Я перевела взгляд на пса, потом на коня. Никто из них не выказывал особенного энтузиазма по поводу его пения.
Я выпила флягу досуха. Мне хотелось заплакать, но в теле почти не осталось влаги, которую можно было израсходовать на слёзы. Так что я просто растянулась у костра и слушала, как Дюррал поёт одну из скучных, затасканных трактирных песен о хорошеньких девушках, цветах и несчастной любви. Где-то там фигурировала и лошадь, но даже нашему коню, похоже, было всё равно.
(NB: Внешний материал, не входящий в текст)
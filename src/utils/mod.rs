pub mod cli;
pub mod files;
pub mod line_source;
pub mod logging;
use std::panic;
use std::thread::{self, JoinHandle};

use crossbeam_channel::Sender;
use tracing::trace;

use crate::error::Result;
use crate::filter::Filter;
use crate::loader::{DbLoader, SwissProtLoader};

/// Reads raw entries from a loader on its own thread and publishes them to a channel.
/// A read error is published as well and ends the stream.
pub struct Producer {
    loader: Option<SwissProtLoader>,
    filter: Option<Box<dyn Filter<str>>>,
    handle: Option<JoinHandle<()>>,
}

impl Producer {
    pub fn new(loader: SwissProtLoader, filter: Option<Box<dyn Filter<str>>>) -> Self {
        Self {
            loader: Some(loader),
            filter,
            handle: None,
        }
    }

    pub fn start(&mut self, sender: Sender<Result<String>>) {
        let (mut loader, filter) = match self.loader.take() {
            Some(loader) => (loader, self.filter.take()),
            // Already started
            None => return,
        };

        self.handle = Some(thread::spawn(move || {
            loop {
                let next = match &filter {
                    Some(filter) => loader.next_filtered_raw_entry(&**filter),
                    None => loader.next_raw_entry(),
                };

                let raw = match next {
                    Ok(Some(raw)) => Ok(raw),
                    Ok(None) => break,
                    Err(e) => Err(e),
                };
                let failed = raw.is_err();

                // The receiving side hung up, nobody is interested in the rest
                if sender.send(raw).is_err() || failed {
                    break;
                }
            }

            trace!("Producer finished");
            loader.close();
        }));
    }

    pub fn join(&mut self) {
        if let Some(h) = self.handle.take() {
            if let Err(e) = h.join() {
                panic::resume_unwind(e);
            }
        }
    }
}
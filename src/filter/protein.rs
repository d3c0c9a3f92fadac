use regex::Regex;

use crate::error::{Error, Result};
use crate::filter::Filter;
use crate::protein::Protein;

/// Passes proteins whose sequence matches a regular expression, e.g. "N[^P][ST]"
#[derive(Debug, Clone)]
pub struct SequencePatternFilter {
    pattern: Regex,
    inverted: bool,
}

impl SequencePatternFilter {
    pub fn new(pattern: &str, inverted: bool) -> Result<Self> {
        let pattern = Regex::new(pattern).map_err(|e| Error::InvalidFilterArgument {
            name: "sequence".to_string(),
            reason: e.to_string(),
        })?;
        Ok(Self { pattern, inverted })
    }
}

impl Filter<Protein> for SequencePatternFilter {
    fn passes(&self, protein: &Protein) -> bool {
        self.pattern.is_match(&protein.sequence) ^ self.inverted
    }
}

/// Passes proteins with a length in `min..=max`; without a maximum only `min` applies
#[derive(Debug, Clone)]
pub struct SequenceLengthFilter {
    min: usize,
    max: Option<usize>,
    inverted: bool,
}

impl SequenceLengthFilter {
    pub fn new(min: usize, max: Option<usize>, inverted: bool) -> Self {
        Self { min, max, inverted }
    }
}

impl Filter<Protein> for SequenceLengthFilter {
    fn passes(&self, protein: &Protein) -> bool {
        let length = protein.length();
        let in_range = length >= self.min && self.max.map_or(true, |max| length <= max);
        in_range ^ self.inverted
    }
}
Тогда-то я поняла, что в этом и состоит некая доброжелательная жестокость аргоси. Они хотят поступать с людьми правильно, но знают, что не всех страданий можно избежать. Хуже того: когда вы пытаетесь это сделать, порой вы просто меняете кратковременное неудобство на слабость, и она делает вас ещё более уязвимым. Ни один путь, каким бы извилистым он ни был, не позволит обойти все опасности мира. Если пятнадцатилетняя девочка посреди Семи Песков в ярости убегает в пустыню, не умея там выживать, она может погибнуть. Вероятно, даже заслуживает этого.
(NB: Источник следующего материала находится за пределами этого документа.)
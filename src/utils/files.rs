use std::fs::{File, OpenOptions};
use std::io::{stdout, BufRead, BufReader, BufWriter, Write};
use std::path::PathBuf;

use anyhow::{Context, Result};

/// Create a BufReader that reads from a file denoted by its PathBuf
pub fn open_read(pb: &PathBuf) -> Result<BufReader<File>> {
    let file = OpenOptions::new()
        .read(true)
        .open(pb)
        .with_context(|| format!("Failed to open file \"{}\" for reading", pb.display()))?;
    Ok(BufReader::new(file))
}

/// Create a BufWriter that writes to a file denoted by its PathBuf,
/// truncating whatever was there before
pub fn open_write(pb: &PathBuf) -> Result<BufWriter<File>> {
    let file = OpenOptions::new()
        .write(true)
        .create(true)
        .truncate(true)
        .open(pb)
        .with_context(|| format!("Failed to open file \"{}\" for writing", pb.display()))?;
    Ok(BufWriter::new(file))
}

/// Write to the given file, or to StdOut when no file is given
pub fn open_output(pb: Option<&PathBuf>) -> Result<Box<dyn Write>> {
    Ok(match pb {
        Some(pb) => Box::new(open_write(pb)?),
        None => Box::new(BufWriter::new(stdout())),
    })
}

/// Read all non-blank lines of a file, trimmed
pub fn read_trimmed_lines(pb: &PathBuf) -> Result<Vec<String>> {
    let reader = open_read(pb)?;
    let mut lines = Vec::new();

    for line in reader.lines() {
        let line = line.with_context(|| format!("Error reading line from \"{}\"", pb.display()))?;
        let line = line.trim();
        if !line.is_empty() {
            lines.push(line.to_string());
        }
    }

    Ok(lines)
}

#[cfg(test)]
mod tests {
    use super::*;

    #[test]
    fn test_open_write_then_read_lines() {
        let dir = tempfile::tempdir().unwrap();
        let pb = dir.path().join("peptides.txt");

        {
            let mut writer = open_write(&pb).unwrap();
            writeln!(writer, "PEPTIDE\n\n  LESK  ").unwrap();
        }

        let got = read_trimmed_lines(&pb).unwrap();
        assert_eq!(got, vec!["PEPTIDE".to_string(), "LESK".to_string()]);
    }

    #[test]
    fn test_open_read_missing_file() {
        let pb = PathBuf::from("/definitely/not/here.fasta");
        assert!(open_read(&pb).is_err());
    }
}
Думаю, Дюррал действительно учил меня, но не тому, что я хотела уметь. Я стремилась узнать, как обманывать врагов и сбивать их с пути. Я мечтала двигаться бесшумно, как Дюррал, и драться так же, как он. Я знала – он умеет, хотя Дюррал всеми силами старался избегать агрессии.
Имея навыки аргоси, я могла бы выследить Тёмного Сокола, прикончить его и никогда больше не бояться. Но вместо этого Дюррал объяснял мне, что я слабее, чем думаю, и что я устала бороться против всего мира. А также – что, может быть, мне всё-таки лучше вернуться к медекам…
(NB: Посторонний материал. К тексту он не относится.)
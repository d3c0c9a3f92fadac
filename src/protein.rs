use crate::error::{Error, Result};

/// A protein decoded from a single FASTA entry
#[derive(Debug, Clone, PartialEq)]
pub struct Protein {
    /// First token of the header, e.g. "sw|P12345|FOO_HUMAN"
    pub id: String,
    pub accession: String,
    pub description: String,
    pub sequence: String,
    pub score: f64,
}

impl Protein {
    pub fn new(id: &str, description: &str, sequence: &str) -> Self {
        Self {
            id: id.to_string(),
            accession: accession_from_id(id).to_string(),
            description: description.to_string(),
            sequence: sequence.to_string(),
            score: 0.0,
        }
    }

    /// Decode a FASTA entry: one `>` header line followed by sequence lines
    pub fn from_fasta(fasta: &str) -> Result<Self> {
        let mut lines = fasta.lines().skip_while(|l| l.trim().is_empty());

        let header = lines
            .next()
            .and_then(|l| l.strip_prefix('>'))
            .ok_or_else(|| Error::InvalidFasta(fasta.chars().take(40).collect()))?
            .trim();

        let (id, description) = match header.split_once(char::is_whitespace) {
            Some((id, description)) => (id, description.trim()),
            None => (header, ""),
        };

        let sequence: String = lines.flat_map(str::split_whitespace).collect();
        Ok(Self::new(id, description, &sequence))
    }

    pub fn header(&self) -> String {
        if self.description.is_empty() {
            format!(">{}", self.id)
        } else {
            format!(">{} {}", self.id, self.description)
        }
    }

    /// Render as FASTA, optionally wrapping the sequence every `line_width` residues
    pub fn to_fasta(&self, line_width: Option<usize>) -> String {
        let mut fasta = self.header();
        fasta.push('\n');

        match line_width {
            Some(width) if width > 0 && !self.sequence.is_empty() => {
                for chunk in self.sequence.as_bytes().chunks(width) {
                    fasta.push_str(&String::from_utf8_lossy(chunk));
                    fasta.push('\n');
                }
            }
            _ => {
                fasta.push_str(&self.sequence);
                fasta.push('\n');
            }
        }

        fasta
    }

    pub fn length(&self) -> usize {
        self.sequence.len()
    }

    /// Append the header of `other` to this one, as done when identical sequences are merged
    pub fn merge_header(&mut self, other: &Protein, separator: &str) {
        let other_header = other.header();
        let other_header = other_header.trim_start_matches('>');
        if self.description.is_empty() {
            self.description = other_header.to_string();
        } else {
            self.description.push_str(separator);
            self.description.push_str(other_header);
        }
    }

    /// Keep only the first `length` residues
    pub fn truncate_n_terminal(&self, length: usize) -> Self {
        let mut truncated = self.clone();
        truncated.sequence = self.sequence.chars().take(length).collect();
        truncated
    }

    /// Keep only the last `length` residues
    pub fn truncate_c_terminal(&self, length: usize) -> Self {
        let mut truncated = self.clone();
        let skip = self.sequence.chars().count().saturating_sub(length);
        truncated.sequence = self.sequence.chars().skip(skip).collect();
        truncated
    }
}

/// "sw|P12345|FOO_HUMAN" -> "P12345", anything without pipes is used as is
fn accession_from_id(id: &str) -> &str {
    let mut parts = id.split('|');
    match (parts.next(), parts.next()) {
        (Some(_), Some(accession)) if !accession.is_empty() => accession,
        _ => id,
    }
}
– Я пойду, – сказала я наконец.
Он перестал петь.
– Куда, девочка?
Я вытерла щёки рукавом, размазывая по лицу пыль и песок. Не было смысла продолжать эту игру. Он всегда сдавал мне одну и ту же карту. Но даже теперь, в процессе капитуляции, какая-то часть моего упрямства мешала просто промолчать.
– Не зови меня девочкой, – сказала я.
Дюррал достал из седельной сумки котелок и наполнил её овощами, водой из второй фляги и чем-то, похожим на кроличье мясо.
– Предпочитаешь, чтобы я называл тебя малышкой? – спросил он.
– Предпочитаю, чтобы ты называл меня по имени!
– А как тебя зовут?
– Фериус. Я сто раз говорила! Меня зовут Фериус!
Дюррал поставил котелок на огонь.
– Фериусом зовут моего пса, – сказал он.
Пёс поднял взгляд, очевидно, соглашаясь с хозяином.
– Нет! Ты говоришь это, просто чтобы сбить меня с толку! Меня зовут Фериус. Фериус Перфекс.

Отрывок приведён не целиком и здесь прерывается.